(Exercise description)
Check each line of the entries below for the word "other", and copy out the ones that have it.
──────────────────────────────
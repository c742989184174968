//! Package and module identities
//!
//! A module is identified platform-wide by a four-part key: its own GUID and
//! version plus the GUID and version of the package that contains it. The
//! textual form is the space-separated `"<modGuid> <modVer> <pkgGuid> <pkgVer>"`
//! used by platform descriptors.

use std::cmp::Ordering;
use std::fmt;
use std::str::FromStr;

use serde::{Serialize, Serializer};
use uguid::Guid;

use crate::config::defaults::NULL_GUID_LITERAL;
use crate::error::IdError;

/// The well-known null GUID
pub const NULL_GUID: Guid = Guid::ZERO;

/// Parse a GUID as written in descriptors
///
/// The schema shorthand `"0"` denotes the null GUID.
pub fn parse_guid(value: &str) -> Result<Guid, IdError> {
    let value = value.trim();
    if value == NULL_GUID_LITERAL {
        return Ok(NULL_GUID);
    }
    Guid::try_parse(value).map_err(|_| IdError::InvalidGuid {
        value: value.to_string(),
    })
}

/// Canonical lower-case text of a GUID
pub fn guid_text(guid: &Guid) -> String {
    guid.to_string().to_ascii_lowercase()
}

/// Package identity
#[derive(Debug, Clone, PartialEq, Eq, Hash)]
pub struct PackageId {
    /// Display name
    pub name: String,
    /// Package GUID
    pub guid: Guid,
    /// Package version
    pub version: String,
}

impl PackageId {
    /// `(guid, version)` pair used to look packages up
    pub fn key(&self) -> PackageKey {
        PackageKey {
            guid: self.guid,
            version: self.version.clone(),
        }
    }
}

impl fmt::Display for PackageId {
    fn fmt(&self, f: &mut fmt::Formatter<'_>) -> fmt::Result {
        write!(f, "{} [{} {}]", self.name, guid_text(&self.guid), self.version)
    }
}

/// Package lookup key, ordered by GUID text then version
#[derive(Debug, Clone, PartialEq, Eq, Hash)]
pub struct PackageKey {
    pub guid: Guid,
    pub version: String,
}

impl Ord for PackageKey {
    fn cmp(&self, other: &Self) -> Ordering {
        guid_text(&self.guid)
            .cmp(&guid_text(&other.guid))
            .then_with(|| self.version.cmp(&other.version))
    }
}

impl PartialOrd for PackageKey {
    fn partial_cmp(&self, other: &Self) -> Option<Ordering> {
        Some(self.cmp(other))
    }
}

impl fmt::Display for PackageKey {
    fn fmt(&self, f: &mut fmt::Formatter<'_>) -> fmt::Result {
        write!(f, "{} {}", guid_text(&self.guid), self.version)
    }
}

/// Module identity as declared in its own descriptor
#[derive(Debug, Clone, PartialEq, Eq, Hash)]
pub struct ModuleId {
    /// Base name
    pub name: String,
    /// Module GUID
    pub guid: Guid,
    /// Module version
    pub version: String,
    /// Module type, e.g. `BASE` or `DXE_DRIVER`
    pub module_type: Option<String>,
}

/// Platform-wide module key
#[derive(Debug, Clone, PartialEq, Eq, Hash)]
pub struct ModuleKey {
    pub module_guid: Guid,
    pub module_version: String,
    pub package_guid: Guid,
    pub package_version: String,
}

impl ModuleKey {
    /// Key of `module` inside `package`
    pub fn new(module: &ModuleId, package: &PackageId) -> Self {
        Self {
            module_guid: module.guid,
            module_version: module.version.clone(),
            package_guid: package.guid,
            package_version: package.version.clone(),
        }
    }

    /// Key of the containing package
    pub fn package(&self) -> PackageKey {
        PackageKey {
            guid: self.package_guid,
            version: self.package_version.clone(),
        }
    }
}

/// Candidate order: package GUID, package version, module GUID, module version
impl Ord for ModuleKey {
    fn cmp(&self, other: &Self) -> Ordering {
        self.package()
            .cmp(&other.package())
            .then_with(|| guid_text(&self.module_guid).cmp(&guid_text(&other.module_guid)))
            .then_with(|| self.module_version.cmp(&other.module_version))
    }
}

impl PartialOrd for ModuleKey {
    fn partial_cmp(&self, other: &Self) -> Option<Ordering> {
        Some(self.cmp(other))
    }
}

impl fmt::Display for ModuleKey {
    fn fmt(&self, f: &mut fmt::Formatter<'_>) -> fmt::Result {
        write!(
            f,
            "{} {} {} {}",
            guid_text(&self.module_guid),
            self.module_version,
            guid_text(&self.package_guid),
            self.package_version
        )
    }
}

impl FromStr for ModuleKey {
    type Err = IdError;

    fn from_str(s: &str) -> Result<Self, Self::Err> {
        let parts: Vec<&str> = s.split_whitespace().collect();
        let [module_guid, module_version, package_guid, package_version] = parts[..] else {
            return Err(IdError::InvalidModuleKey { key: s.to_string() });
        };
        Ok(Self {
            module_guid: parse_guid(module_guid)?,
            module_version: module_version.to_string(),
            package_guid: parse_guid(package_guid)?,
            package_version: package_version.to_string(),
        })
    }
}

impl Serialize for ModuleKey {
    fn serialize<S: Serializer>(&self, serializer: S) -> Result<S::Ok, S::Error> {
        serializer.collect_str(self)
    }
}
──────────────────────────────
(Answer box)
    fn cmp(&self, other: &Self) -> Ordering {
            .cmp(&guid_text(&other.guid))
            .then_with(|| self.version.cmp(&other.version))
    fn partial_cmp(&self, other: &Self) -> Option<Ordering> {
        Some(self.cmp(other))
    fn cmp(&self, other: &Self) -> Ordering {
            .cmp(&other.package())
            .then_with(|| guid_text(&self.module_guid).cmp(&guid_text(&other.module_guid)))
            .then_with(|| self.module_version.cmp(&other.module_version))
    fn partial_cmp(&self, other: &Self) -> Option<Ordering> {
        Some(self.cmp(other))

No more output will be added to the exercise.